Where the mind is free........

Thursday, June 10, 2010

Love


So much has been said about love. The most authentic Christian view of the various realms of love are below. One completely agrees with it.


In many ways the English term for love is so limited that it cannot express the nuances between God's love, parental love, filial love, conjugal love and the highest of all , the love of humanity. Eros is at one end of the continuum and is translated selfish love and agape at the other end which is selfless love like that of Jesus. But this distinction is only on one dimension namely 'selfishness'.


However, the following places love vertically and horizontally, the Godly and the parental vertical and the rest horizontal. It also places love in various realms. This is a complete treatise on the Christian view in a nutshel and I find no contradiction with the Christian view of love here.

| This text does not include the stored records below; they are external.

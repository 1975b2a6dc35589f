use std::fs::{self, File};
use std::io::{Read, Write};
use std::path::Path;

use anyhow::{Context, Result};
use chrono::{DateTime, SecondsFormat, Utc};
use serde::Serialize;
use sha2::{Digest, Sha256};

pub fn now_utc_string() -> String {
    Utc::now().to_rfc3339_opts(SecondsFormat::Secs, true)
}

pub fn utc_compact_string(ts: DateTime<Utc>) -> String {
    ts.format("%Y%m%dT%H%M%SZ").to_string()
}

pub fn ensure_directory(path: &Path) -> Result<()> {
    fs::create_dir_all(path)
        .with_context(|| format!("failed to create directory: {}", path.display()))
}

pub fn sha256_file(path: &Path) -> Result<String> {
    let mut file = File::open(path)
        .with_context(|| format!("failed to open file for hashing: {}", path.display()))?;

    let mut hasher = Sha256::new();
    let mut buf = [0_u8; 8192];

    loop {
        let count = file
            .read(&mut buf)
            .with_context(|| format!("failed to read file for hashing: {}", path.display()))?;
        if count == 0 {
            break;
        }
        hasher.update(&buf[..count]);
    }

    Ok(format!("{:x}", hasher.finalize()))
}

pub fn write_json_pretty<T: Serialize>(path: &Path, value: &T) -> Result<()> {
    if let Some(parent) = path.parent() {
        if !parent.as_os_str().is_empty() {
            ensure_directory(parent)?;
        }
    }

    let data = serde_json::to_vec_pretty(value)
        .with_context(|| format!("failed to serialize json: {}", path.display()))?;

    let mut file = File::create(path)
        .with_context(|| format!("failed to create json file: {}", path.display()))?;
    file.write_all(&data)
        .with_context(|| format!("failed to write json file: {}", path.display()))?;
    file.write_all(b"\n")
        .with_context(|| format!("failed to finalize json file: {}", path.display()))?;

    Ok(())
}

/// Stem of a source path, used as the document id in the output store.
pub fn doc_id_for(path: &Path) -> String {
    path.file_stem()
        .and_then(|value| value.to_str())
        .filter(|value| !value.is_empty())
        .unwrap_or("document")
        .to_string()
}
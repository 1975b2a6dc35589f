use super::*;

#[derive(Debug, Default, Clone, PartialEq, Eq)]
pub(crate) struct ParseContext {
    pub current_ministry: String,
    pub current_category: String,
}

/// State carried between blocks for template expansion.
///
/// `prev_bureau_*` is only set right after a numbered bureau line and lives
/// for exactly one following block. `last_prefixes` / `last_count_str` hold
/// the latest expansion until it is reused once or superseded.
#[derive(Debug, Default, Clone, PartialEq, Eq)]
pub(crate) struct ExpansionState {
    pub prev_bureau_base: String,
    pub prev_bureau_full: String,
    pub last_prefixes: Vec<String>,
    pub last_count_str: String,
}

impl ExpansionState {
    fn has_pending(&self) -> bool {
        !self.prev_bureau_base.is_empty()
    }

    fn clear_pending(&mut self) {
        self.prev_bureau_base.clear();
        self.prev_bureau_full.clear();
    }
}

/// Shape of one normalized block, in priority order.
#[derive(Debug, Clone, PartialEq, Eq)]
pub(crate) enum LineKind<'a> {
    Template { content: &'a str },
    OrphanTemplate,
    MinistryHeader { name: &'a str },
    GenericMinistryHeader,
    BareMinistry { name: &'a str },
    Category { name: &'a str },
    BureauWithSections { bureau: &'a str, sections: &'a str },
    BareBureau { name: &'a str },
    Unmatched,
}

pub(crate) struct Classifier<'p> {
    patterns: &'p Patterns,
    pub context: ParseContext,
    pub expansion: ExpansionState,
    pub summary: RecoverySummary,
}

impl<'p> Classifier<'p> {
    pub(crate) fn new(patterns: &'p Patterns) -> Self {
        Self {
            patterns,
            context: ParseContext::default(),
            expansion: ExpansionState::default(),
            summary: RecoverySummary::default(),
        }
    }

    pub(crate) fn into_summary(self) -> RecoverySummary {
        self.summary
    }

    /// First matching shape for `norm`. Only the template rule looks at state:
    /// a `＜…＞` line is actionable only while a bureau is pending.
    pub(crate) fn classify<'a>(&self, norm: &'a str) -> LineKind<'a> {
        let patterns = self.patterns;

        if let Some(captures) = patterns.template.captures(norm) {
            if !self.expansion.has_pending() {
                return LineKind::OrphanTemplate;
            }
            if let Some(content) = captures.get(1) {
                return LineKind::Template {
                    content: content.as_str(),
                };
            }
        }

        if let Some(name) = patterns
            .ministry_header
            .captures(norm)
            .and_then(|captures| captures.get(1))
        {
            if patterns.generic_ministry.is_match(name.as_str()) {
                return LineKind::GenericMinistryHeader;
            }
            return LineKind::MinistryHeader {
                name: name.as_str(),
            };
        }

        if patterns.bare_ministry.is_match(norm)
            && !has_annotation_or_list(norm)
            && !patterns.bare_ministry_excluded_start.is_match(norm)
        {
            return LineKind::BareMinistry { name: norm };
        }

        if let Some(name) = patterns
            .category
            .captures(norm)
            .and_then(|captures| captures.get(1))
            .filter(|name| patterns.category_suffix.is_match(name.as_str()))
        {
            return LineKind::Category {
                name: name.as_str(),
            };
        }

        if let Some(captures) = patterns.bracketed_sections.captures(norm) {
            if let (Some(bureau), Some(sections)) = (captures.get(1), captures.get(2)) {
                return LineKind::BureauWithSections {
                    bureau: bureau.as_str().trim(),
                    sections: sections.as_str(),
                };
            }
        }

        if self.is_bare_bureau(norm) {
            return LineKind::BareBureau { name: norm };
        }

        LineKind::Unmatched
    }

    /// Classifies one block, updates the context and returns its entries.
    pub(crate) fn classify_block(&mut self, norm: &str, next_is_template: bool) -> Vec<Entry> {
        let kind = self.classify(norm);
        if !matches!(kind, LineKind::Template { .. }) {
            self.expansion.clear_pending();
        }

        match kind {
            LineKind::Template { content } => self.expand_pending(content),
            LineKind::OrphanTemplate => {
                self.summary.orphan_template_lines += 1;
                Vec::new()
            }
            LineKind::MinistryHeader { name } | LineKind::BareMinistry { name } => {
                self.context.current_ministry = name.to_string();
                self.context.current_category.clear();
                self.summary.ministry_headers += 1;
                Vec::new()
            }
            LineKind::GenericMinistryHeader => {
                self.summary.generic_headers_skipped += 1;
                Vec::new()
            }
            LineKind::Category { name } => {
                self.context.current_category = name.to_string();
                self.summary.categories += 1;
                Vec::new()
            }
            LineKind::BureauWithSections { bureau, sections } => {
                self.summary.bracket_lines += 1;
                let mut entries = self.seed_or_carry(bureau, next_is_template);

                if (2..=35).contains(&char_len(bureau)) {
                    entries.push(self.entry(bureau, "", ""));
                }
                for section in self.section_names(sections) {
                    entries.push(self.entry(bureau, &section, ""));
                }
                entries
            }
            LineKind::BareBureau { name } => {
                self.summary.bare_bureau_lines += 1;
                let mut entries = self.seed_or_carry(name, next_is_template);
                entries.push(self.entry(name, "", ""));
                entries
            }
            LineKind::Unmatched => {
                self.summary.unmatched_blocks += 1;
                Vec::new()
            }
        }
    }

    fn is_bare_bureau(&self, norm: &str) -> bool {
        if !(2..=25).contains(&char_len(norm)) || has_annotation_or_list(norm) {
            return false;
        }

        let (stem, count) = split_count_suffix(norm);
        self.patterns.bureau_suffix.is_match(norm)
            || (!count.is_empty() && self.patterns.seed_suffix.is_match(stem))
    }

    fn section_names(&self, sections: &str) -> Vec<String> {
        sections
            .split('、')
            .map(|item| normalize_line(item, self.patterns))
            .filter(|item| char_len(item) >= 2 && self.patterns.section_suffix.is_match(item))
            .collect()
    }

    /// Applies the pending bureau to a template list.
    fn expand_pending(&mut self, content: &str) -> Vec<Entry> {
        let expansion = expand_template(content, self.patterns);
        self.summary.ordinals_dropped += expansion.dropped;
        self.summary.template_expansions += 1;

        let base = std::mem::take(&mut self.expansion.prev_bureau_base);
        let full = std::mem::take(&mut self.expansion.prev_bureau_full);

        let entries = expansion
            .prefixes
            .iter()
            .map(|prefix| self.entry(&format!("{prefix}{base}"), "", &full))
            .collect::<Vec<Entry>>();

        debug!(
            bureau = %full,
            prefixes = expansion.prefixes.len(),
            "expanded template list"
        );

        self.expansion.last_count_str = split_count_suffix(&full).1.to_string();
        self.expansion.last_prefixes = expansion.prefixes;
        entries
    }

    /// A numbered bureau either reuses the previous expansion once (same
    /// count, no template line following) or becomes the pending bureau.
    fn seed_or_carry(&mut self, raw: &str, next_is_template: bool) -> Vec<Entry> {
        let (stem, count) = split_count_suffix(raw);
        if count.is_empty() || !self.patterns.seed_suffix.is_match(stem) {
            return Vec::new();
        }

        let reuse = !next_is_template
            && !self.expansion.last_prefixes.is_empty()
            && count == self.expansion.last_count_str;
        if !reuse {
            self.expansion.prev_bureau_base = stem.to_string();
            self.expansion.prev_bureau_full = raw.to_string();
            return Vec::new();
        }

        let entries = self
            .expansion
            .last_prefixes
            .iter()
            .map(|prefix| self.entry(&format!("{prefix}{stem}"), "", raw))
            .collect::<Vec<Entry>>();
        // One reuse only; a third sibling must bring its own template.
        self.expansion.last_count_str.clear();
        self.summary.carried_expansions += 1;

        debug!(bureau = %raw, prefixes = entries.len(), "carried previous expansion");
        entries
    }

    fn entry(&self, bureau: &str, section: &str, expanded_from: &str) -> Entry {
        Entry {
            ministry: self.context.current_ministry.clone(),
            category: self.context.current_category.clone(),
            bureau: bureau.to_string(),
            section: section.to_string(),
            expanded_from: expanded_from.to_string(),
            bureau_alias: String::new(),
        }
    }
}

fn has_annotation_or_list(text: &str) -> bool {
    text.contains('（') || text.contains('(') || text.contains('、')
}
use super::*;

/// Qualifier that informal usage drops from expanded regional bureau names.
const REGIONAL_QUALIFIER: &str = "地方";

/// Read-only existence check against names observed in real usage.
pub trait NameLookup {
    fn exists(&self, name: &str) -> Result<bool>;
}

/// In-memory canonical name set.
#[derive(Debug, Default, Clone)]
pub struct NameSet {
    names: HashSet<String>,
}

impl NameSet {
    pub fn new<I, S>(names: I) -> Self
    where
        I: IntoIterator<Item = S>,
        S: Into<String>,
    {
        Self {
            names: names.into_iter().map(Into::into).collect(),
        }
    }
}

impl NameLookup for NameSet {
    fn exists(&self, name: &str) -> Result<bool> {
        Ok(self.names.contains(name))
    }
}

pub(crate) fn alias_candidate(entry: &Entry) -> Option<String> {
    if !entry.is_expanded() || !entry.bureau.contains(REGIONAL_QUALIFIER) {
        return None;
    }

    let candidate = entry.bureau.replace(REGIONAL_QUALIFIER, "");
    if candidate.is_empty() || candidate == entry.bureau {
        return None;
    }
    Some(candidate)
}

/// Sets `bureau_alias` where the shortened name is attested and the printed
/// one is not. Returns how many aliases were assigned.
pub(crate) fn resolve_aliases<L: NameLookup + ?Sized>(
    entries: &mut [Entry],
    lookup: &L,
) -> Result<usize> {
    let mut assigned = 0usize;

    for entry in entries.iter_mut() {
        let Some(candidate) = alias_candidate(entry) else {
            continue;
        };

        let candidate_known = lookup
            .exists(&candidate)
            .with_context(|| format!("canonical-name lookup failed for {candidate}"))?;
        if !candidate_known {
            continue;
        }

        let printed_known = lookup
            .exists(&entry.bureau)
            .with_context(|| format!("canonical-name lookup failed for {}", entry.bureau))?;
        if printed_known {
            continue;
        }

        debug!(bureau = %entry.bureau, alias = %candidate, "assigned bureau alias");
        entry.bureau_alias = candidate;
        assigned += 1;
    }

    Ok(assigned)
}
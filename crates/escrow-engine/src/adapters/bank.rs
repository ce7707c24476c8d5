//! # Bank Adapter
//!
//! In-memory funds gateway for testing and local runs.
//! Production implementations forward to the surrounding execution
//! environment's native-currency transfer primitive.

use crate::domain::value_objects::{Address, Amount};
use crate::errors::TransferError;
use crate::ports::outbound::FundsGateway;
use async_trait::async_trait;
use std::collections::{HashMap, HashSet};
use std::sync::RwLock;

/// In-memory external account balances.
///
/// Recipients can be marked as rejecting to model a non-payable payout
/// address; the close-rollback tests flip that flag between attempts.
#[derive(Debug, Default)]
pub struct InMemoryBank {
    /// External account balances.
    accounts: RwLock<HashMap<Address, Amount>>,
    /// Recipients that refuse incoming transfers.
    rejecting: RwLock<HashSet<Address>>,
}

impl InMemoryBank {
    /// Create a new empty bank.
    #[must_use]
    pub fn new() -> Self {
        Self::default()
    }

    /// Marks or unmarks a recipient as refusing incoming transfers.
    pub fn set_rejecting(&self, recipient: Address, rejecting: bool) {
        let mut set = self.rejecting.write().unwrap();
        if rejecting {
            set.insert(recipient);
        } else {
            set.remove(&recipient);
        }
    }

    /// External balance of an account.
    #[must_use]
    pub fn balance_of(&self, account: Address) -> Amount {
        self.accounts
            .read()
            .unwrap()
            .get(&account)
            .copied()
            .unwrap_or(0)
    }
}

#[async_trait]
impl FundsGateway for InMemoryBank {
    async fn send(&self, to: Address, amount: Amount) -> Result<(), TransferError> {
        if self.rejecting.read().unwrap().contains(&to) {
            return Err(TransferError::Rejected {
                recipient: to,
                amount,
            });
        }

        let mut accounts = self.accounts.write().unwrap();
        let balance = accounts.entry(to).or_insert(0);
        *balance = balance
            .checked_add(amount)
            .ok_or_else(|| TransferError::Unavailable("recipient balance overflow".into()))?;
        Ok(())
    }
}

// =============================================================================
// TESTS
// =============================================================================
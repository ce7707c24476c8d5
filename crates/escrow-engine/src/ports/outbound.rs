//! # Driven Ports (SPI - Outbound)
//!
//! Interfaces the escrow engine depends on. The execution environment
//! implements these to move native currency and token units out of the
//! pool's custody.
//!
//! Both gateways return failures as values: a rejected payout must be
//! recoverable inside close (full rollback, retry allowed), so no transfer
//! failure may propagate as a panic mid-mutation.

use crate::domain::value_objects::{Address, Amount, TokenUnits};
use crate::errors::{TokenError, TransferError};
use async_trait::async_trait;

// =============================================================================
// NATIVE-CURRENCY OUTBOUND
// =============================================================================

/// Outbound native-currency transfers (refunds, payout sweeps, kill).
///
/// ## Implementation Notes
///
/// The engine never calls `send` with a zero amount; idempotent no-op
/// refunds are short-circuited before reaching the gateway.
#[async_trait]
pub trait FundsGateway: Send + Sync {
    /// Transfers `amount` native-currency units to `to`.
    ///
    /// # Errors
    ///
    /// * `TransferError::Rejected` if the recipient refuses the transfer
    ///   (e.g. a non-payable address).
    /// * `TransferError::Unavailable` if the environment is unreachable.
    async fn send(&self, to: Address, amount: Amount) -> Result<(), TransferError>;
}

// =============================================================================
// TOKEN OUTBOUND
// =============================================================================

/// Token custody queries and outbound token-unit transfers.
#[async_trait]
pub trait TokenGateway: Send + Sync {
    /// Token units of `token` currently held in the pool's custody.
    async fn held_supply(&self, token: Address) -> Result<TokenUnits, TokenError>;

    /// Transfers `amount` units of `token` from custody to `to`.
    ///
    /// # Errors
    ///
    /// * `TokenError::InsufficientCustody` if custody holds fewer units.
    /// * `TokenError::Rejected` if the recipient refuses the transfer.
    async fn transfer(&self, token: Address, to: Address, amount: TokenUnits)
        -> Result<(), TokenError>;
}

// =============================================================================
// TESTS
// =============================================================================
//! # Domain Layer (Inner Hexagon)
//!
//! Pure business logic for the escrow pool.
//! NO I/O, NO async, NO external dependencies.
//!
//! The `Pool` aggregate owns all mutable state; operations needing an
//! outbound transfer are split into pure planning and infallible commit
//! steps so the service layer can roll back by simply not committing.

pub mod entities;
pub mod invariants;
pub mod ledger;
pub mod services;
pub mod value_objects;

pub use entities::*;
pub use invariants::*;
pub use ledger::*;
pub use services::*;
pub use value_objects::*;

It sharply differs from some of the ancient Indian views especially where the partaking in the erotic enjoyment is a dharma by itself and extra and pre- marital is not ruled out. Here the erotic is uplifted to an art form on a par with music and dance and shringara all of which are preludes and an integral part.


It is said that the Indian ways became prudish with the infusion of the Victorian morals by the British and the adoption of the heavily Biblical view in these matters.


Amidst such perhaps finding what is right and wrong may be relative. However, the Christian view is unambiguous on the issue. That love in all forms has its beginning in God and he intends it in a certain way and no other. Family has a central part in love as also the upbringing of the children in true love in all realms......




Family Education of the Heart



True love requires that we educate our hearts.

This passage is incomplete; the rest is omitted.